Выбрать главу

Марцелл отдает приказ своим войскам отступить от стен Сиракуз, но вскоре, как говорится, для очистки совести, предпринимает попытку нового штурма, рассчитывая на то, что метательные машины Архимеда будут бессильны на близком расстоянии, в так называемой «мертвой зоне».

Но не тут-то было. На штурмующих опускались бревна с железными остриями, их лестницы далеко отбрасывались от стен с помощью выдвижных рычагов, а из сотен узких бойниц вылетали стрелы, камни и метательные диски, сея ужас и панику.

Марцелл отступает в глубь острова, покоряя один сицилийский город за другим, но через некоторое время вновь возвращается под стены Сиракуз, не оставляя своих первоначальных замыслов, но не представляя, как именно их воплотить в жизнь.

На помощь ему приходит случай, как это всегда бывает, когда реальные шансы объективно равны нулю…

КСТАТИ:

«И еще довелось мне увидеть под Солнцем — что не быстрым — удача в беге, не разумным — богатство, не храбрым — удача в битве и не мудрым — хлеб, и не сведущим — благословенье, но срок и случай постигает всех».

Соломон Мудрый

В ходе переговоров относительно выкупа за одного взятого в плен уроженца Сиракуз Марцелл совершенно случайно замечает опытным глазом слабое звено в системе крепостной обороны, ну а дальше… дальше жители Сиракуз справляют праздник в честь богини Дианы, в разгар которого римляне захватывают почти незащищенную башню, ну а там уже самые хитроумные машины Архимеда были ни к чему…

Потом говорили, что Марцелл плакал при мысли о том, что сотворят с этим прекрасным городом солдаты, которые требовали разрешения на грабеж и уничтожение его.

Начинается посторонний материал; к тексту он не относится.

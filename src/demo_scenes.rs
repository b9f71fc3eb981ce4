use glam::{Quat, Vec3};
use log::info;
use frame_pipeline::scene::{
    Camera, LightComponent, MeshComponent, Scene, ShadowResolution, Transform,
};

#[derive(Clone, Copy, Debug)]
pub enum DemoScene {
    Simple,
    Grid { size: i32 },
    ShadowTest,
}

impl DemoScene {
    pub fn build(self) -> Scene {
        match self {
            DemoScene::Simple => setup_simple_scene(),
            DemoScene::Grid { size } => setup_grid_scene(size),
            DemoScene::ShadowTest => setup_shadow_test_scene(),
        }
    }

    /// Parses `simple`, `grid` (optionally `grid:<size>`) or `shadows`.
    pub fn from_name(name: &str) -> Option<Self> {
        match name.split_once(':') {
            Some(("grid", size)) => size.parse().ok().map(|size| DemoScene::Grid { size }),
            Some(_) => None,
            None => match name {
                "simple" => Some(DemoScene::Simple),
                "grid" => Some(DemoScene::Grid { size: 3 }),
                "shadows" => Some(DemoScene::ShadowTest),
                _ => None,
            },
        }
    }

    /// Camera for `frame` of an orbit around the origin.
    pub fn orbit_camera(self, frame: u64) -> Camera {
        let (radius, height) = match self {
            DemoScene::Simple => (8.0, 4.0),
            DemoScene::Grid { .. } => (15.0, 8.0),
            DemoScene::ShadowTest => (10.0, 5.0),
        };
        let angle = frame as f32 * 0.05;
        Camera::looking_at(
            Vec3::new(angle.cos() * radius, height, angle.sin() * radius),
            Vec3::ZERO,
        )
    }
}

pub fn default_scene() -> DemoScene {
    DemoScene::ShadowTest
}

fn sun(direction: Vec3) -> Transform {
    let direction = direction.normalize();
    Transform::from_trs(Vec3::ZERO, Quat::from_rotation_arc(Vec3::NEG_Z, direction), Vec3::ONE)
}

fn setup_simple_scene() -> Scene {
    info!("Creating simple scene...");
    let mut scene = Scene::new();

    let colors = [
        Vec3::new(0.9, 0.2, 0.2),
        Vec3::new(0.2, 0.9, 0.2),
        Vec3::new(0.2, 0.2, 0.9),
    ];
    for (i, color) in colors.into_iter().enumerate() {
        scene.spawn_mesh(
            &format!("Sphere {i}"),
            Transform::from_translation(Vec3::new(i as f32 * 2.5 - 2.5, 1.0, 0.0)),
            MeshComponent::sphere(1.0, color),
        );
    }
    scene.spawn_mesh("Ground", Transform::IDENTITY, MeshComponent::ground(Vec3::splat(0.6)));
    scene.spawn_light(
        "Sun",
        sun(Vec3::new(-0.5, -1.0, -0.3)),
        LightComponent::directional().with_shadows(ShadowResolution::Medium),
    );

    info!("Simple scene: {} entities", scene.world.len());
    scene
}

fn setup_grid_scene(size: i32) -> Scene {
    info!("Creating grid scene...");
    let mut scene = Scene::new();

    for x in -size..=size {
        for z in -size..=size {
            let tint = Vec3::new(
                (x + size) as f32 / (2 * size).max(1) as f32,
                0.5,
                (z + size) as f32 / (2 * size).max(1) as f32,
            );
            scene.spawn_mesh(
                &format!("Sphere {x},{z}"),
                Transform::from_translation(Vec3::new(x as f32 * 2.0, 0.5, z as f32 * 2.0)),
                MeshComponent::sphere(0.5, tint),
            );
        }
    }
    scene.spawn_mesh("Ground", Transform::IDENTITY, MeshComponent::ground(Vec3::splat(0.5)));
    scene.spawn_light(
        "Sun",
        sun(Vec3::new(-0.3, -1.0, -0.5)),
        LightComponent::directional().with_shadows(ShadowResolution::High),
    );
    scene.spawn_light(
        "Fill",
        Transform::from_translation(Vec3::new(0.0, 4.0, 0.0)),
        LightComponent::point(12.0).with_color(Vec3::new(1.0, 0.8, 0.6), 4.0),
    );

    info!("Grid scene: {} entities", scene.world.len());
    scene
}

fn setup_shadow_test_scene() -> Scene {
    info!("Creating shadow map test scene...");
    let mut scene = Scene::new();

    scene.spawn_mesh(
        "Shadow Test Floor",
        Transform::IDENTITY,
        MeshComponent::ground(Vec3::splat(0.8)),
    );
    scene.spawn_mesh(
        "Shadow Test Sphere",
        Transform::from_translation(Vec3::new(0.0, 1.0, 0.0)),
        MeshComponent::sphere(1.0, Vec3::new(0.86, 0.86, 0.9)),
    );

    scene.spawn_light(
        "Sun",
        sun(Vec3::new(-0.6, -1.0, -0.4)),
        LightComponent::directional()
            .with_color(Vec3::new(1.0, 0.95, 0.9), 3.0)
            .with_shadows(ShadowResolution::High),
    );
    scene.spawn_light(
        "Spot",
        Transform::looking_at(Vec3::new(3.0, 4.0, 3.0), Vec3::ZERO),
        LightComponent::spot(15.0, 30f32.to_radians())
            .with_color(Vec3::new(0.6, 0.7, 1.0), 6.0)
            .with_shadows(ShadowResolution::Medium)
            .with_planes(0.5, 20.0)
            .with_bias(0.003),
    );
    scene.spawn_light(
        "Lamp",
        Transform::from_translation(Vec3::new(-3.0, 2.0, 1.0)),
        LightComponent::point(8.0)
            .with_color(Vec3::new(1.0, 0.5, 0.2), 4.0)
            .with_shadows(ShadowResolution::Low),
    );

    info!("Shadow test scene created: {} entities", scene.world.len());
    scene
}

#[cfg(test)]
mod tests {
    use super::*;

    #[test]
    fn scene_names_parse() {
        assert!(matches!(DemoScene::from_name("simple"), Some(DemoScene::Simple)));
        assert!(matches!(DemoScene::from_name("grid"), Some(DemoScene::Grid { size: 3 })));
        assert!(matches!(DemoScene::from_name("grid:5"), Some(DemoScene::Grid { size: 5 })));
        assert!(matches!(DemoScene::from_name("shadows"), Some(DemoScene::ShadowTest)));
        assert!(DemoScene::from_name("grid:x").is_none());
        assert!(DemoScene::from_name("gltf").is_none());
    }
}
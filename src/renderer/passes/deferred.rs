use super::lighting::draw_lighting;
use super::raster;
use super::{
    FrameContext, GBuffer, GeometryPassOutput, LightingPassOutput, OpaqueStrategy,
    PreLightingPassOutput, ShadowmapPassOutput,
};
use crate::renderer::device::{create_solid_texture, RenderDevice, TextureId};
use crate::renderer::shadows::ShadowCasterSelector;
use crate::renderer::target::{
    allocate_or_log, release, resize_or_log, RenderTarget, RenderTargetDesc, TargetSize, FULL,
};

pub const GBUFFER_ALBEDO_FORMAT: wgpu::TextureFormat = wgpu::TextureFormat::Rgba8Unorm;
pub const GBUFFER_NORMAL_FORMAT: wgpu::TextureFormat = wgpu::TextureFormat::Rgba16Float;
pub const HDR_FORMAT: wgpu::TextureFormat = wgpu::TextureFormat::Rgba16Float;

/// G-buffer fill followed by a fullscreen lighting pass.
///
/// Targets are created on first use and follow window resizes.
#[derive(Default)]
pub struct DeferredStrategy {
    albedo: Option<RenderTarget>,
    normal: Option<RenderTarget>,
    lit: Option<RenderTarget>,
    shadow_fallback: Option<TextureId>,
}

impl DeferredStrategy {
    pub fn new() -> Self {
        Self::default()
    }

    fn ensure_targets(&mut self, device: &mut dyn RenderDevice, window: wgpu::Extent3d) {
        let size = TargetSize::WindowScaled(FULL);
        if self.albedo.is_none() {
            self.albedo = allocate_or_log(
                device,
                RenderTargetDesc::color("GBufferAlbedo", size, GBUFFER_ALBEDO_FORMAT).with_depth(),
                window,
            );
        }
        if self.normal.is_none() {
            self.normal = allocate_or_log(
                device,
                RenderTargetDesc::color("GBufferNormal", size, GBUFFER_NORMAL_FORMAT),
                window,
            );
        }
        if self.lit.is_none() {
            self.lit = allocate_or_log(
                device,
                RenderTargetDesc::color("LitColor", size, HDR_FORMAT),
                window,
            );
        }
        if self.shadow_fallback.is_none() {
            self.shadow_fallback = shadow_fallback(device);
        }
    }

    fn gbuffer(&self) -> Option<GBuffer> {
        let albedo = self.albedo.as_ref()?;
        Some(GBuffer {
            albedo: albedo.color_texture()?,
            normal: self.normal.as_ref()?.color_texture()?,
            depth: albedo.depth_texture()?,
        })
    }
}

/// 1x1 depth texture at the far plane: everything it is compared against is lit.
pub(crate) fn shadow_fallback(device: &mut dyn RenderDevice) -> Option<TextureId> {
    match create_solid_texture(
        device,
        "ShadowFallback",
        wgpu::TextureFormat::Depth32Float,
        [1.0, 0.0, 0.0, 1.0],
    ) {
        Ok(texture) => Some(texture),
        Err(err) => {
            log::error!("Failed to create shadow fallback texture: {}", err);
            None
        }
    }
}

impl OpaqueStrategy for DeferredStrategy {
    fn name(&self) -> &'static str {
        "Deferred"
    }

    fn render_opaque(
        &mut self,
        ctx: &mut FrameContext<'_>,
        _shadows: &ShadowmapPassOutput,
        _casters: &ShadowCasterSelector,
    ) -> GeometryPassOutput {
        self.ensure_targets(ctx.device, ctx.window);
        let (Some(gbuffer), Some(target)) = (self.gbuffer(), self.albedo.as_ref()) else {
            log::warn!("G-buffer unavailable; skipping geometry fill");
            return GeometryPassOutput::default();
        };

        let (width, height) = target.size();
        let surfaces = raster::collect_surfaces(ctx.scene);
        let texels = raster::attribute_texels(&surfaces, ctx.camera().view_proj(ctx.aspect()), width, height);
        if let Err(err) =
            raster::upload_attributes(ctx.device, &texels, gbuffer.albedo, gbuffer.normal, gbuffer.depth)
        {
            log::warn!("Failed to fill G-buffer: {}", err);
            return GeometryPassOutput::default();
        }

        GeometryPassOutput {
            gbuffer: Some(gbuffer),
            color: None,
        }
    }

    fn render_lighting(
        &mut self,
        ctx: &mut FrameContext<'_>,
        geometry: &GeometryPassOutput,
        ao: &PreLightingPassOutput,
        shadows: &ShadowmapPassOutput,
        casters: &ShadowCasterSelector,
    ) -> LightingPassOutput {
        let (Some(gbuffer), Some(ao)) = (geometry.gbuffer, ao.ao) else {
            log::warn!("Deferred lighting needs a G-buffer and an AO texture");
            return LightingPassOutput::default();
        };
        let (Some(target), Some(fallback)) = (
            self.lit.as_ref().and_then(RenderTarget::bind),
            self.shadow_fallback,
        ) else {
            log::warn!("Lighting target unavailable");
            return LightingPassOutput::default();
        };

        match draw_lighting(
            ctx,
            casters,
            shadows,
            [gbuffer.albedo, gbuffer.normal, gbuffer.depth, ao],
            fallback,
            target,
            "DeferredLighting",
        ) {
            Ok(()) => LightingPassOutput {
                framebuffer: Some(target),
            },
            Err(err) => {
                log::warn!("Deferred lighting failed: {}", err);
                LightingPassOutput::default()
            }
        }
    }

    fn resize(&mut self, device: &mut dyn RenderDevice, window: wgpu::Extent3d) {
        resize_or_log(&mut self.albedo, device, window);
        resize_or_log(&mut self.normal, device, window);
        resize_or_log(&mut self.lit, device, window);
    }

    fn release(&mut self, device: &mut dyn RenderDevice) {
        release(&mut self.albedo, device);
        release(&mut self.normal, device);
        release(&mut self.lit, device);
        if let Some(texture) = self.shadow_fallback.take() {
            device.destroy_texture(texture);
        }
    }
}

Что до уничтожения Сиракуз, то Марцелл клятвенно пообещал казнить каждого, кто будет замечен в активности такого рода, а вот грабеж и захват рабов пришлось разрешить, следуя стереотипам тогдашнего массового мышления. Он, правда, строго запретил убивать, насиловать или обращать в рабство свободных жителей Сиракуз, так что можно предположить, будто римские солдаты не очень зверствовали в захваченной ими жемчужине Средиземноморья.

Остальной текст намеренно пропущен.